### Work request
Which lines below contain the word "filter"? Copy each one.

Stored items
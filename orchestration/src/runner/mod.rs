//! Session runner — one agent invocation bound to one issue.
//!
//! Spawns the configured agent binary with flags requesting structured JSON
//! output, writes the priming prompt to stdin, closes it, and drains both
//! output streams to completion. The runner classifies what happened but
//! never interprets business meaning; retry/skip/pause policy lives in the
//! failure tracker.

mod classify;

pub use classify::{
    classify_outcome, extract_commit, extract_summary, parse_envelope, AgentEnvelope,
};

use async_trait::async_trait;
use serde::{Deserialize, Serialize};
use std::path::PathBuf;
use std::process::Stdio;
use std::time::Duration;
use tokio::io::{AsyncReadExt, AsyncWriteExt};
use tokio::process::{Child, Command};
use tokio::time::Instant;
use tracing::{info, warn};

/// Default session timeout.
pub const DEFAULT_SESSION_TIMEOUT: Duration = Duration::from_secs(30 * 60);

/// Grace period between SIGTERM and SIGKILL.
const KILL_GRACE_PERIOD: Duration = Duration::from_secs(10);

/// Cap on captured bytes per stream.
const MAX_CAPTURE_BYTES: usize = 4 * 1024 * 1024;

/// Business-level outcome of one agent session.
#[derive(Debug, Clone, Copy, PartialEq, Eq, Hash, Serialize, Deserialize)]
#[serde(rename_all = "snake_case")]
pub enum SessionOutcome {
    Success,
    Partial,
    Failure,
    ContextOverflow,
}

impl std::fmt::Display for SessionOutcome {
    fn fmt(&self, f: &mut std::fmt::Formatter<'_>) -> std::fmt::Result {
        match self {
            Self::Success => write!(f, "success"),
            Self::Partial => write!(f, "partial"),
            Self::Failure => write!(f, "failure"),
            Self::ContextOverflow => write!(f, "context_overflow"),
        }
    }
}

/// Result of one agent session.
#[derive(Debug, Clone, Serialize, Deserialize)]
pub struct SessionResult {
    pub issue_id: String,
    pub outcome: SessionOutcome,
    pub summary: String,
    #[serde(default, skip_serializing_if = "Option::is_none")]
    pub git_commit: Option<String>,
    /// Bytes of prompt plus captured output, as a context-use proxy.
    pub context_used: u64,
    pub duration_ms: u64,
    #[serde(default, skip_serializing_if = "Option::is_none")]
    pub error: Option<String>,
    #[serde(default, skip_serializing_if = "Option::is_none")]
    pub model: Option<String>,
    #[serde(default, skip_serializing_if = "Option::is_none")]
    pub session_id: Option<String>,
    #[serde(default, skip_serializing_if = "Option::is_none")]
    pub cost_usd: Option<f64>,
    #[serde(default, skip_serializing_if = "Option::is_none")]
    pub num_turns: Option<u32>,
    /// The agent's final text, before summary extraction. Consumers that
    /// expect structured output (reviewers) parse this.
    #[serde(default, skip_serializing_if = "String::is_empty")]
    pub raw_output: String,
}

impl SessionResult {
    /// A failure result that never ran (spawn error, rejected call).
    pub fn synthetic_failure(issue_id: &str, error: impl Into<String>) -> Self {
        let error = error.into();
        Self {
            issue_id: issue_id.to_string(),
            outcome: SessionOutcome::Failure,
            summary: error.clone(),
            git_commit: None,
            context_used: 0,
            duration_ms: 0,
            error: Some(error),
            model: None,
            session_id: None,
            cost_usd: None,
            num_turns: None,
            raw_output: String::new(),
        }
    }

    pub fn is_success(&self) -> bool {
        self.outcome == SessionOutcome::Success
    }
}

/// What to run and where.
#[derive(Debug, Clone)]
pub struct SessionRequest {
    pub issue_id: String,
    /// Priming prompt, written to the agent's stdin.
    pub prompt: String,
    pub cwd: PathBuf,
    /// Model identifier passed through to the agent binary.
    pub model: String,
    /// Continue a previous session of the same issue when set.
    pub resume_session_id: Option<String>,
    pub timeout: Duration,
}

impl SessionRequest {
    pub fn new(issue_id: impl Into<String>, prompt: impl Into<String>, cwd: impl Into<PathBuf>, model: impl Into<String>) -> Self {
        Self {
            issue_id: issue_id.into(),
            prompt: prompt.into(),
            cwd: cwd.into(),
            model: model.into(),
            resume_session_id: None,
            timeout: DEFAULT_SESSION_TIMEOUT,
        }
    }
}

/// Abstraction over agent execution.
///
/// The production impl spawns a subprocess; tests and reviewers provide
/// their own. Implementations never error; anything that goes wrong is a
/// `failure` result.
#[async_trait]
pub trait AgentSession: Send + Sync {
    async fn run_session(&self, request: SessionRequest) -> SessionResult;
}

/// How to invoke the agent binary.
#[derive(Debug, Clone, Serialize, Deserialize)]
pub struct AgentCommand {
    /// Binary name or path.
    pub program: String,
    /// Base flags (structured output, non-interactive mode).
    pub base_args: Vec<String>,
}

impl Default for AgentCommand {
    fn default() -> Self {
        Self {
            program: "claude".to_string(),
            base_args: vec![
                "--print".to_string(),
                "--output-format".to_string(),
                "json".to_string(),
            ],
        }
    }
}

/// Subprocess-backed agent session runner.
pub struct SessionRunner {
    command: AgentCommand,
}

impl SessionRunner {
    pub fn new(command: AgentCommand) -> Self {
        Self { command }
    }
}

/// Drain a stream to a capped buffer, discarding the overflow.
async fn drain_capped<R: tokio::io::AsyncRead + Unpin>(mut reader: R) -> String {
    let mut buffer = Vec::new();
    let mut chunk = [0u8; 8192];
    loop {
        match reader.read(&mut chunk).await {
            Ok(0) => break,
            Ok(n) => {
                if buffer.len() < MAX_CAPTURE_BYTES {
                    let room = MAX_CAPTURE_BYTES - buffer.len();
                    buffer.extend_from_slice(&chunk[..n.min(room)]);
                }
            }
            Err(_) => break,
        }
    }
    String::from_utf8_lossy(&buffer).into_owned()
}

/// SIGTERM, wait out the grace period, then SIGKILL.
async fn terminate(child: &mut Child) {
    #[cfg(unix)]
    if let Some(pid) = child.id() {
        use nix::sys::signal::{kill, Signal};
        use nix::unistd::Pid;
        let _ = kill(Pid::from_raw(pid as i32), Signal::SIGTERM);
        if tokio::time::timeout(KILL_GRACE_PERIOD, child.wait())
            .await
            .is_ok()
        {
            return;
        }
        warn!("agent ignored SIGTERM, force-killing");
    }
    let _ = child.kill().await;
}

#[async_trait]
impl AgentSession for SessionRunner {
    async fn run_session(&self, request: SessionRequest) -> SessionResult {
        let started = Instant::now();

        let mut cmd = Command::new(&self.command.program);
        cmd.args(&self.command.base_args)
            .arg("--model")
            .arg(&request.model)
            .current_dir(&request.cwd)
            .stdin(Stdio::piped())
            .stdout(Stdio::piped())
            .stderr(Stdio::piped())
            .kill_on_drop(true);
        if let Some(sid) = &request.resume_session_id {
            cmd.arg("--resume").arg(sid);
        }

        let mut child = match cmd.spawn() {
            Ok(child) => child,
            Err(e) => {
                warn!(issue = %request.issue_id, error = %e, "agent spawn failed");
                return SessionResult::synthetic_failure(
                    &request.issue_id,
                    format!("failed to spawn {}: {e}", self.command.program),
                );
            }
        };

        // Feed the prompt and close stdin so the agent sees EOF.
        if let Some(mut stdin) = child.stdin.take() {
            if let Err(e) = stdin.write_all(request.prompt.as_bytes()).await {
                warn!(issue = %request.issue_id, error = %e, "failed to write prompt");
            }
            drop(stdin);
        }

        let stdout_task = child
            .stdout
            .take()
            .map(|out| tokio::spawn(drain_capped(out)));
        let stderr_task = child
            .stderr
            .take()
            .map(|err| tokio::spawn(drain_capped(err)));

        let mut timed_out = false;
        let exit_status = tokio::select! {
            status = child.wait() => status.ok(),
            _ = tokio::time::sleep(request.timeout) => {
                timed_out = true;
                warn!(
                    issue = %request.issue_id,
                    timeout_secs = request.timeout.as_secs(),
                    "session timed out, terminating agent"
                );
                terminate(&mut child).await;
                None
            }
        };

        // A bounded join: an orphaned grandchild can keep the pipe open
        // after the agent itself is gone.
        let join_stream = |task: Option<tokio::task::JoinHandle<String>>| async move {
            match task {
                Some(task) => {
                    let abort = task.abort_handle();
                    match tokio::time::timeout(Duration::from_secs(5), task).await {
                        Ok(Ok(captured)) => captured,
                        _ => {
                            abort.abort();
                            String::new()
                        }
                    }
                }
                None => String::new(),
            }
        };
        let stdout = join_stream(stdout_task).await;
        let stderr = join_stream(stderr_task).await;

        let duration_ms = started.elapsed().as_millis() as u64;
        let exit_success = !timed_out && exit_status.map(|s| s.success()).unwrap_or(false);

        let envelope = parse_envelope(&stdout).unwrap_or_default();
        // Classify over the agent's text when the envelope carries it.
        let text = envelope.result.clone().unwrap_or_else(|| stdout.clone());

        let outcome = classify_outcome(exit_success, &text, &stderr);
        let error = if timed_out {
            Some(format!(
                "session timed out after {}s",
                request.timeout.as_secs()
            ))
        } else if outcome == SessionOutcome::Failure {
            let tail: String = stderr.lines().rev().take(5).collect::<Vec<_>>().into_iter().rev().collect::<Vec<_>>().join("\n");
            Some(if tail.is_empty() {
                "agent exited non-zero".to_string()
            } else {
                tail
            })
        } else {
            None
        };

        info!(
            issue = %request.issue_id,
            outcome = %outcome,
            duration_ms,
            model = %request.model,
            "session finished"
        );

        SessionResult {
            issue_id: request.issue_id,
            outcome,
            summary: extract_summary(&text),
            git_commit: extract_commit(&text),
            context_used: (request.prompt.len() + stdout.len()) as u64,
            duration_ms,
            error,
            model: envelope.model.clone().or(Some(request.model)),
            session_id: envelope.session_id.clone(),
            cost_usd: envelope.cost(),
            num_turns: envelope.num_turns,
            raw_output: text,
        }
    }
}
//! Outcome classification and field extraction for agent output.
//!
//! The agent process speaks best-effort: a JSON envelope when the binary
//! supports structured output, free-form markdown otherwise. Everything
//! here is tolerant of both.

use super::SessionOutcome;
use regex::Regex;
use serde::Deserialize;
use std::sync::OnceLock;

/// Markers indicating a context/token limit was exceeded.
const OVERFLOW_MARKERS: &[&str] = &[
    "context limit",
    "context window",
    "context length",
    "token limit",
    "maximum context",
    "context_length_exceeded",
    "prompt is too long",
];

/// Markers on a zero-exit session that still needs human follow-up.
const PARTIAL_MARKERS: &[&str] = &["blocked", "unable to complete", "need clarification"];

/// Classify a finished session from its exit status and captured streams.
pub fn classify_outcome(exit_success: bool, stdout: &str, stderr: &str) -> SessionOutcome {
    let stdout_lower = stdout.to_lowercase();
    let stderr_lower = stderr.to_lowercase();

    if OVERFLOW_MARKERS
        .iter()
        .any(|m| stdout_lower.contains(m) || stderr_lower.contains(m))
    {
        return SessionOutcome::ContextOverflow;
    }
    if !exit_success {
        return SessionOutcome::Failure;
    }
    if PARTIAL_MARKERS.iter().any(|m| stdout_lower.contains(m)) {
        return SessionOutcome::Partial;
    }
    SessionOutcome::Success
}

fn commit_regex() -> &'static Regex {
    static RE: OnceLock<Regex> = OnceLock::new();
    RE.get_or_init(|| {
        Regex::new(r"(?i)\b(?:created\s+commit|commit)\b[^0-9a-fA-F]{0,10}([0-9a-f]{7,40})\b")
            .expect("commit regex")
    })
}

/// First hexadecimal hash near a `commit` / `created commit` token.
pub fn extract_commit(text: &str) -> Option<String> {
    commit_regex()
        .captures(text)
        .map(|c| c[1].to_string())
}

/// Summary text: the body of a `Summary` heading when present, otherwise
/// the final five non-heading lines of output.
pub fn extract_summary(text: &str) -> String {
    let lines: Vec<&str> = text.lines().collect();

    let heading =
        |line: &str| -> bool { line.trim_start().starts_with('#') };
    let summary_heading = lines.iter().position(|line| {
        let t = line.trim_start();
        t.starts_with('#') && t.trim_start_matches('#').trim().to_lowercase().starts_with("summary")
    });

    if let Some(start) = summary_heading {
        let body: Vec<&str> = lines[start + 1..]
            .iter()
            .take_while(|line| !heading(line))
            .map(|l| l.trim())
            .filter(|l| !l.is_empty())
            .collect();
        if !body.is_empty() {
            return body.join("\n");
        }
    }

    lines
        .iter()
        .rev()
        .map(|l| l.trim())
        .filter(|l| !l.is_empty() && !heading(l))
        .take(5)
        .collect::<Vec<_>>()
        .into_iter()
        .rev()
        .collect::<Vec<_>>()
        .join("\n")
}

/// JSON envelope the agent binary emits with `--output-format json`.
#[derive(Debug, Clone, Default, Deserialize)]
pub struct AgentEnvelope {
    /// The agent's final text.
    #[serde(default)]
    pub result: Option<String>,
    #[serde(default)]
    pub model: Option<String>,
    #[serde(default)]
    pub session_id: Option<String>,
    #[serde(default)]
    pub total_cost_usd: Option<f64>,
    #[serde(default)]
    pub cost_usd: Option<f64>,
    #[serde(default)]
    pub num_turns: Option<u32>,
}

impl AgentEnvelope {
    pub fn cost(&self) -> Option<f64> {
        self.total_cost_usd.or(self.cost_usd)
    }
}

/// Parse the JSON envelope from stdout when present.
///
/// Tries the whole output first, then individual lines from the end (the
/// envelope is the final record in stream output).
pub fn parse_envelope(stdout: &str) -> Option<AgentEnvelope> {
    let trimmed = stdout.trim();
    if trimmed.starts_with('{') {
        if let Ok(envelope) = serde_json::from_str::<AgentEnvelope>(trimmed) {
            return Some(envelope);
        }
    }
    for line in trimmed.lines().rev() {
        let line = line.trim();
        if line.starts_with('{') && line.ends_with('}') {
            if let Ok(envelope) = serde_json::from_str::<AgentEnvelope>(line) {
                return Some(envelope);
            }
        }
    }
    None
}
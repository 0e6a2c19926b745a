//! Work planning — the pending set and its independent subset.
//!
//! Pending issues form a dependency graph over their `blocks` edges. The
//! independent set is the subset with no open predecessor among the pending
//! issues; those are safe to run concurrently.

use crate::store::{
    run_label, AdapterResult, Issue, IssueStatus, IssueStore, CHECKPOINT_LABEL, PAUSE_LABEL,
    REVIEW_LABEL, SKIPPED_LABEL,
};
use petgraph::graphmap::DiGraphMap;
use petgraph::Direction;
use std::collections::HashSet;

/// Pending work for a run: open or in-progress issues under the run's
/// label, excluding the epic itself and materialised checkpoint/review
/// records, pause markers, and issues already given up on.
pub fn pending_work(store: &dyn IssueStore, run_id: &str) -> AdapterResult<Vec<Issue>> {
    let tag = run_label(run_id);
    Ok(store
        .list_all()?
        .into_iter()
        .filter(|i| {
            i.id != run_id
                && i.has_label(&tag)
                && i.status != IssueStatus::Closed
                && !i.has_label(CHECKPOINT_LABEL)
                && !i.has_label(REVIEW_LABEL)
                && !i.has_label(PAUSE_LABEL)
                && !i.has_label(SKIPPED_LABEL)
        })
        .collect())
}

/// The independent subset of `pending`, sorted by (priority, id).
///
/// An issue is independent when none of its `blocks` predecessors is itself
/// in the pending set; predecessors outside the set are treated as settled.
pub fn independent_set(pending: &[Issue]) -> Vec<Issue> {
    let pending_ids: HashSet<&str> = pending.iter().map(|i| i.id.as_str()).collect();

    let mut graph: DiGraphMap<&str, ()> = DiGraphMap::new();
    for issue in pending {
        graph.add_node(issue.id.as_str());
        for blocker in issue.blocking_ids() {
            if pending_ids.contains(blocker) {
                graph.add_edge(blocker, issue.id.as_str(), ());
            }
        }
    }

    let mut independent: Vec<Issue> = pending
        .iter()
        .filter(|issue| {
            graph
                .neighbors_directed(issue.id.as_str(), Direction::Incoming)
                .next()
                .is_none()
        })
        .cloned()
        .collect();
    independent.sort_by(|a, b| a.priority.cmp(&b.priority).then(a.id.cmp(&b.id)));
    independent
}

### Problem solution
            .filter(|l| !l.is_empty())
        .filter(|l| !l.is_empty() && !heading(l))
        .filter(|i| {
        .filter(|issue| {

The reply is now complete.